Give back only the lines in the records below from the one with "let rest = text[start..].trim();" to the one with "Write precise, factual", both inclusive, word for word.

Supplied data Block Start

//! LLM adapter
//!
//! Turns an "analyse this file/directory" call into a completed string or
//! a hard failure. Every prompt instructs the model to end with a literal
//! sentinel; a missing sentinel means the response was truncated and is
//! retried as a *continuation* of the same conversation rather than a
//! restart. A bounded reviewer loop then checks structural compliance.
//!
//! Conversation state lives here, never in callers: the public surface is
//! an async call returning a sentinel-verified string or an error.

pub mod client;
pub mod replay;

pub use client::{ChatClient, ChatMessage};
pub use replay::{DebugReplay, DebugStage};

use crate::config::LlmConfig;
use crate::error::{IndexError, Result};
use crate::paths::sanitize_identifier;
use async_trait::async_trait;
use std::path::Path;
use tracing::{debug, info, warn};
use uuid::Uuid;

/// Literal marker every prompt instructs the model to end with; its
/// absence signals truncation
pub const END_SENTINEL: &str = "<!-- END_OF_ANALYSIS -->";

/// Headers the reviewer requires in every analysis
pub const REQUIRED_HEADERS: &[&str] = &["## Purpose", "## Contents"];

/// Sentences compared when stitching a continuation onto a partial
/// response
const MAX_OVERLAP_SENTENCES: usize = 10;

/// A completed, sentinel-verified LLM response
#[derive(Debug, Clone)]
pub struct CompletedAnalysis {
    /// Final text with the sentinel stripped
    pub text: String,
    /// False when the reviewer loop exhausted its iterations without a
    /// "COMPLIANT" verdict and the best attempt was accepted
    pub reviewer_compliant: bool,
    /// Continuation prompts that were needed
    pub continuation_attempts: usize,
}

/// Seam between the executor and the LLM; implemented by [`LlmAdapter`]
/// and by test stubs
#[async_trait]
pub trait AnalysisProvider: Send + Sync {
    /// Analyse one source file's content
    async fn analyze_file(&self, path: &Path, content: &str) -> Result<CompletedAnalysis>;

    /// Summarise one directory from its constituents' analyses
    async fn summarize_directory(&self, path: &Path, digest: &str) -> Result<CompletedAnalysis>;
}

// ============================================================================
// Adapter
// ============================================================================

/// Production [`AnalysisProvider`] over a [`ChatClient`]
pub struct LlmAdapter {
    client: ChatClient,
    config: LlmConfig,
    replay: DebugReplay,
    /// Characters of source content included per prompt
    chunk_size: usize,
}

impl LlmAdapter {
    pub fn new(client: ChatClient, config: LlmConfig, replay: DebugReplay, chunk_size: usize) -> Self {
        Self {
            client,
            config,
            replay,
            chunk_size,
        }
    }

    /// Run one full prompt → continuation → review pipeline
    async fn complete(
        &self,
        stage: DebugStage,
        review_stage: DebugStage,
        path: &Path,
        system: String,
        user: String,
    ) -> Result<CompletedAnalysis> {
        // Distinct conversation id per task prevents cross-task cache
        // pollution in the LLM client
        let conversation_id = format!(
            "{}-{}",
            sanitize_identifier(&path.to_string_lossy()),
            Uuid::new_v4().simple()
        );

        let mut messages = vec![ChatMessage::system(system), ChatMessage::user(user)];
        let mut attempts = 0usize;

        // Replay serves the recorded primary response and skips the
        // reviewer round-trips entirely
        if let Some(recorded) = self.replay.lookup(stage, path) {
            return if let Some(body) = strip_sentinel(&recorded) {
                Ok(CompletedAnalysis {
                    text: body,
                    reviewer_compliant: true,
                    continuation_attempts: 0,
                })
            } else {
                Err(IndexError::TruncationDetected {
                    target: path.to_path_buf(),
                    attempts: 0,
                })
            };
        }

        let mut partial = self.client.chat(&messages).await?;
        self.replay.record(
            stage,
            path,
            &conversation_id,
            &messages.last().map(|m| m.content.clone()).unwrap_or_default(),
            &partial,
        )?;

        // Continuation retry: ask the model to carry on in the same
        // conversation instead of restarting, then stitch the pieces
        while strip_sentinel(&partial).is_none() && attempts < self.config.max_continuation_attempts
        {
            attempts += 1;
            warn!(
                "Truncated response for {} (continuation {}/{})",
                path.display(),
                attempts,
                self.config.max_continuation_attempts
            );
            messages.push(ChatMessage::assistant(partial.clone()));
            messages.push(ChatMessage::user(continuation_prompt()));

            let continuation = self.client.chat(&messages).await?;
            self.replay.record(
                DebugStage::Continuation,
                path,
                &conversation_id,
                continuation_prompt(),
                &continuation,
            )?;
            partial = merge_continuation(&partial, &continuation);
        }

        let mut text = match strip_sentinel(&partial) {
            Some(body) => body,
            None => {
                return Err(IndexError::TruncationDetected {
                    target: path.to_path_buf(),
                    attempts,
                })
            }
        };

        // Reviewer loop: bounded structural compliance check
        let mut compliant = false;
        for iteration in 0..self.config.max_review_iterations {
            let review_messages = vec![
                ChatMessage::system(reviewer_system_prompt()),
                ChatMessage::user(reviewer_prompt(&text)),
            ];
            let verdict = self.client.chat(&review_messages).await?;
            self.replay.record(
                review_stage,
                path,
                &conversation_id,
                &review_messages[1].content,
                &verdict,
            )?;

            let trimmed = verdict.trim();
            if trimmed == "COMPLIANT" {
                compliant = true;
                break;
            }
            if trimmed == "TRUNCATED" {
                // The reviewer can spot truncation the sentinel missed
                return Err(IndexError::TruncationDetected {
                    target: path.to_path_buf(),
                    attempts,
                });
            }
            // Otherwise the reviewer returned a corrected version; a
            // correction without the sentinel is itself truncated and is
            // discarded in favour of the previous text
            match strip_sentinel(trimmed) {
                Some(corrected) => {
                    debug!(
                        "Reviewer correction applied for {} (iteration {})",
                        path.display(),
                        iteration + 1
                    );
                    text = corrected;
                }
                None => {
                    warn!(
                        "Reviewer correction for {} lacked the sentinel; keeping prior text",
                        path.display()
                    );
                }
            }
        }

        if !compliant {
            info!(
                "Accepting best-effort analysis for {} after {} review iterations",
                path.display(),
                self.config.max_review_iterations
            );
        }

        Ok(CompletedAnalysis {
            text,
            reviewer_compliant: compliant,
            continuation_attempts: attempts,
        })
    }
}

#[async_trait]
impl AnalysisProvider for LlmAdapter {
    async fn analyze_file(&self, path: &Path, content: &str) -> Result<CompletedAnalysis> {
        let excerpt = head_chunk(content, self.chunk_size);
        let user = file_prompt(path, excerpt, content.len() > self.chunk_size);
        self.complete(
            DebugStage::FileAnalysis,
            DebugStage::Review,
            path,
            analyst_system_prompt(),
            user,
        )
        .await
    }

    async fn summarize_directory(&self, path: &Path, digest: &str) -> Result<CompletedAnalysis> {
        let user = directory_prompt(path, digest);
        self.complete(
            DebugStage::DirectorySummary,
            DebugStage::Review,
            path,
            analyst_system_prompt(),
            user,
        )
        .await
    }
}

// ============================================================================
// Sentinel & Merging
// ============================================================================

/// Body with the sentinel removed, or `None` when it is absent
pub fn strip_sentinel(response: &str) -> Option<String> {
    let trimmed = response.trim_end();
    trimmed
        .strip_suffix(END_SENTINEL)
        .map(|body| body.trim_end().to_string())
}

/// Stitch a continuation onto a partial response, dropping duplicated
/// boundary sentences
pub fn merge_continuation(partial: &str, continuation: &str) -> String {
    let prev: Vec<&str> = split_sentences(partial);
    let next: Vec<&str> = split_sentences(continuation);

    let max_overlap = prev.len().min(next.len()).min(MAX_OVERLAP_SENTENCES);
    for overlap in (1..=max_overlap).rev() {
        let tail = &prev[prev.len() - overlap..];
        let head = &next[..overlap];
        let matches = tail
            .iter()
            .zip(head.iter())
            .all(|(a, b)| a.trim() == b.trim());
        if matches {
            let mut merged = partial.trim_end().to_string();
            for sentence in &next[overlap..] {
                merged.push(' ');
                merged.push_str(sentence.trim_start());
            }
            return merged;
        }
    }

    let mut merged = partial.trim_end().to_string();
    merged.push('\n');
    merged.push_str(continuation.trim_start());
    merged
}

fn split_sentences(text: &str) -> Vec<&str> {
    let mut sentences = Vec::new();
    let mut start = 0;
    for (i, c) in text.char_indices() {
        if matches!(c, '.' | '!' | '?' | '\n') {
            let end = i + c.len_utf8();
            let candidate = text[start..end].trim();
            if !candidate.is_empty() {
                sentences.push(text[start..end].trim());
            }
            start = end;
        }
    }
    let rest = text[start..].trim();
    if !rest.is_empty() {
        sentences.push(rest);
    }
    sentences
}

fn head_chunk(content: &str, chunk_size: usize) -> &str {
    if content.len() <= chunk_size {
        return content;
    }
    // Cut on a char boundary at or below the limit
    let mut end = chunk_size;
    while end > 0 && !content.is_char_boundary(end) {
        end -= 1;
    }
    &content[..end]
}

// ============================================================================
// Prompts
// ============================================================================

fn analyst_system_prompt() -> String {
    format!(
        "You are a senior engineer building a knowledge base that mirrors a source tree. \
         Write precise, factual markdown. Every response MUST contain the sections {} \
         and MUST end with the exact marker {} on its own line.",
        REQUIRED_HEADERS.join(" and "),
        END_SENTINEL
    )
}

fn file_prompt(path: &Path, excerpt: &str, elided: bool) -> String {
    let elision_note = if elided {
        "\n(The file is larger than the excerpt; analyse what is shown.)\n"
    } else {
        ""
    };
    format!(
        "Analyse this source file and summarise its semantic content.\n\n\
         File: {}\n{}\n\
         ```\n{}\n```\n\n\
         Respond in markdown with the sections {}. \
         End with the marker {} on its own line.",
        path.display(),
        elision_note,
        excerpt,
        REQUIRED_HEADERS.join(" and "),
        END_SENTINEL
    )
}

fn directory_prompt(path: &Path, digest: &str) -> String {
    format!(
        "Synthesise a directory-level summary from the analyses of its files \
         and subdirectories.\n\n\
         Directory: {}\n\n\
         {}\n\n\
         Respond in markdown with the sections {}. \
         End with the marker {} on its own line.",
        path.display(),
        digest,
        REQUIRED_HEADERS.join(" and "),
        END_SENTINEL
    )
}

fn continuation_prompt() -> &'static str {
    "Your previous response was cut off. Continue exactly from your last \
     complete sentence; do not repeat earlier content. Remember to end with \
     the marker <!-- END_OF_ANALYSIS --> on its own line."
}

fn reviewer_system_prompt() -> String {
    "You are a strict structural reviewer of knowledge-base entries. \
     You check structure only; you never judge prose style."
        .to_string()
}

fn reviewer_prompt(text: &str) -> String {
    format!(
        "Review the analysis below for structural compliance: the sections {} \
         must be present and there must be no leaked template placeholders \
         (text in curly braces). Reply with exactly COMPLIANT if it passes, \
         exactly TRUNCATED if it ends mid-thought, or a fully corrected \
         version ending with the marker {} otherwise.\n\n---\n{}",
        REQUIRED_HEADERS.join(" and "),
        END_SENTINEL,
        text
    )
}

Supplied data Block End

### Answer box
    let rest = text[start..].trim();
    if !rest.is_empty() {
        sentences.push(rest);
    }
    sentences
}

fn head_chunk(content: &str, chunk_size: usize) -> &str {
    if content.len() <= chunk_size {
        return content;
    }
    // Cut on a char boundary at or below the limit
    let mut end = chunk_size;
    while end > 0 && !content.is_char_boundary(end) {
        end -= 1;
    }
    &content[..end]
}

// ============================================================================
// Prompts
// ============================================================================

fn analyst_system_prompt() -> String {
    format!(
        "You are a senior engineer building a knowledge base that mirrors a source tree. \
         Write precise, factual markdown. Every response MUST contain the sections {} \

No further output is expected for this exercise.